%%

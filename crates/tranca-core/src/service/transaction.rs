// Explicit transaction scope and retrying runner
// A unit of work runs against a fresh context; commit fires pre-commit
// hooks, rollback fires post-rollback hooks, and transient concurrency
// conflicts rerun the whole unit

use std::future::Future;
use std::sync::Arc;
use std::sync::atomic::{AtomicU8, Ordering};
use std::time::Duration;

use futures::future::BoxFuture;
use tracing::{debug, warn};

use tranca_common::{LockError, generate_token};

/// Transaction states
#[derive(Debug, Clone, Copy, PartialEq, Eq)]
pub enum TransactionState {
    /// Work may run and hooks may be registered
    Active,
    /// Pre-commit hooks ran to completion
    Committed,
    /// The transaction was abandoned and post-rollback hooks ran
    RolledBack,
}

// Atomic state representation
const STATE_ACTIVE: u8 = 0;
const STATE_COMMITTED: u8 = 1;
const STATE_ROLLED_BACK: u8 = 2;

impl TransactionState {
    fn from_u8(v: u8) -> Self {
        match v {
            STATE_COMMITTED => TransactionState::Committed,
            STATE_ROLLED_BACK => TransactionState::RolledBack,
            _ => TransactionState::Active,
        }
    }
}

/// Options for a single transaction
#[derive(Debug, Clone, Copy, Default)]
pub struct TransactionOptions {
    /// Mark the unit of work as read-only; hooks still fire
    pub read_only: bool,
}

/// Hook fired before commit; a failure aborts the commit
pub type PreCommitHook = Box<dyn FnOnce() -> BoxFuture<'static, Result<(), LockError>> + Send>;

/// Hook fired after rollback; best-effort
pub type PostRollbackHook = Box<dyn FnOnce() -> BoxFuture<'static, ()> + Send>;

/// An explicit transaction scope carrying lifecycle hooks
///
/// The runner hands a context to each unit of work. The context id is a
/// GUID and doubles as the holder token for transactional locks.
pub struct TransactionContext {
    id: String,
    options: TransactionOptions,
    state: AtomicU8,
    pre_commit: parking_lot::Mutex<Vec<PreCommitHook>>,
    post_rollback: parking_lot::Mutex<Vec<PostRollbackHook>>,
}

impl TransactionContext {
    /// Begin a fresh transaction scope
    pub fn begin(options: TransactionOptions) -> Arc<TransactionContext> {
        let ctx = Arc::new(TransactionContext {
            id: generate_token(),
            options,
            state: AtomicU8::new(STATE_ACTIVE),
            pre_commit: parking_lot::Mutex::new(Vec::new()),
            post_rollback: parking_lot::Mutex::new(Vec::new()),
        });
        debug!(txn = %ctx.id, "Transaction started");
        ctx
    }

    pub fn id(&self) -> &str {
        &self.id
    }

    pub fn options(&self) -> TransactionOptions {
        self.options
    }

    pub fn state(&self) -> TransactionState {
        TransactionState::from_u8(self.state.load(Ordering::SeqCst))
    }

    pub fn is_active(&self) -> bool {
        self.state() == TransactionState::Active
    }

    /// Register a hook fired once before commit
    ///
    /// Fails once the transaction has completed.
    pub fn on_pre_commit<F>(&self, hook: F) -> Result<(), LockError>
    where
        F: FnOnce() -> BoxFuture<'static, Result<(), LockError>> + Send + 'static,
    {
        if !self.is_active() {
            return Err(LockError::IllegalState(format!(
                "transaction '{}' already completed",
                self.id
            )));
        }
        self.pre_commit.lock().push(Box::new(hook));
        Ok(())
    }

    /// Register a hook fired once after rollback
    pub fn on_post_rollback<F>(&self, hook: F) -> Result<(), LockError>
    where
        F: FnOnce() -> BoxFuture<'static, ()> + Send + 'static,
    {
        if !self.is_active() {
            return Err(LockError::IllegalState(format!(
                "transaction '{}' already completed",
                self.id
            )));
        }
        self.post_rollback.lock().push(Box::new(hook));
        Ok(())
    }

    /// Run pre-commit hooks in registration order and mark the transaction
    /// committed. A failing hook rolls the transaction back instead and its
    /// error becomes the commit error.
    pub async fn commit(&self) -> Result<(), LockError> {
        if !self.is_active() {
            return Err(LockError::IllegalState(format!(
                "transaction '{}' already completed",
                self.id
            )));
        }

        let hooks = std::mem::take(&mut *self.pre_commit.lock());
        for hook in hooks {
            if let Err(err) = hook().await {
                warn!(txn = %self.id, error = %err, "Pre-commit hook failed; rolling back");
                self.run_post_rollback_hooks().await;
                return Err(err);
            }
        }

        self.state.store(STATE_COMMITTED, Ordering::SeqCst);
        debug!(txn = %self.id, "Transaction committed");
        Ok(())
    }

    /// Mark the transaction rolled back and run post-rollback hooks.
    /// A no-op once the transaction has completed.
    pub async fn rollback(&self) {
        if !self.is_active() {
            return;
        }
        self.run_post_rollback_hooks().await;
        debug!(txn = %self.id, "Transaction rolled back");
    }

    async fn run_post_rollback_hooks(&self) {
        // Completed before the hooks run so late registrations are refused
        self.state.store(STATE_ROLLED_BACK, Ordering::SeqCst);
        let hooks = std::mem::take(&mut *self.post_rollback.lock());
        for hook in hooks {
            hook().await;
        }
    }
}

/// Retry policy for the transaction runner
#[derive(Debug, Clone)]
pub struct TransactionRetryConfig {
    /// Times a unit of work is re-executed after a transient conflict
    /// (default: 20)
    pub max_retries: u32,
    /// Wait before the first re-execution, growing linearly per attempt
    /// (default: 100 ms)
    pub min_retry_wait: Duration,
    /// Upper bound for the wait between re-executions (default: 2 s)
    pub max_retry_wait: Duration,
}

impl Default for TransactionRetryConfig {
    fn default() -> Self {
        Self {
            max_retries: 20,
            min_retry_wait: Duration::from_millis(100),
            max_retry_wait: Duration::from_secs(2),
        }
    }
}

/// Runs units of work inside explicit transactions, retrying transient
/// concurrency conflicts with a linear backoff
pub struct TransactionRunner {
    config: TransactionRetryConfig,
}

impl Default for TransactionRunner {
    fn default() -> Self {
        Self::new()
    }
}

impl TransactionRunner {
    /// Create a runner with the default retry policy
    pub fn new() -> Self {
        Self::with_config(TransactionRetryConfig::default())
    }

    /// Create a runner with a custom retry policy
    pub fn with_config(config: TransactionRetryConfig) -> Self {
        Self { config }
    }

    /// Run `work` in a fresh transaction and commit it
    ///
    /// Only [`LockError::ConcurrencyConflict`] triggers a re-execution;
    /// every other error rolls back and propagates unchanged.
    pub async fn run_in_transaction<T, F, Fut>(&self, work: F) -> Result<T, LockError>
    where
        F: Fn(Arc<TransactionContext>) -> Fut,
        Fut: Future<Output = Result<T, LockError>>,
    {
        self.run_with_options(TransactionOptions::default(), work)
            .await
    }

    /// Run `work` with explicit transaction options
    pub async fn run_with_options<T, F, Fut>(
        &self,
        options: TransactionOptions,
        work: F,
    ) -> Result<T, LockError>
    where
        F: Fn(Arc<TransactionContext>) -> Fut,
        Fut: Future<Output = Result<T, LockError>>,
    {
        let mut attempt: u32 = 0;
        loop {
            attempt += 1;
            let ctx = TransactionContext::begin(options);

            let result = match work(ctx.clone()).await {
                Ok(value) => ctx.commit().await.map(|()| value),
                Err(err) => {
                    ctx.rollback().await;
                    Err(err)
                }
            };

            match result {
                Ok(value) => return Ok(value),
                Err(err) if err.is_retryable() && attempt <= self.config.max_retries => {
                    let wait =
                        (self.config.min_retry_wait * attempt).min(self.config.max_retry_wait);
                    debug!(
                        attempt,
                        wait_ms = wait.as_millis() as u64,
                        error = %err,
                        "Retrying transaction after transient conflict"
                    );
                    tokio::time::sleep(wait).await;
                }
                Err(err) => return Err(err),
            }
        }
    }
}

%%

Work instruction :: Please say only the number of lines in the data that hold "store".

Result of the task :: 2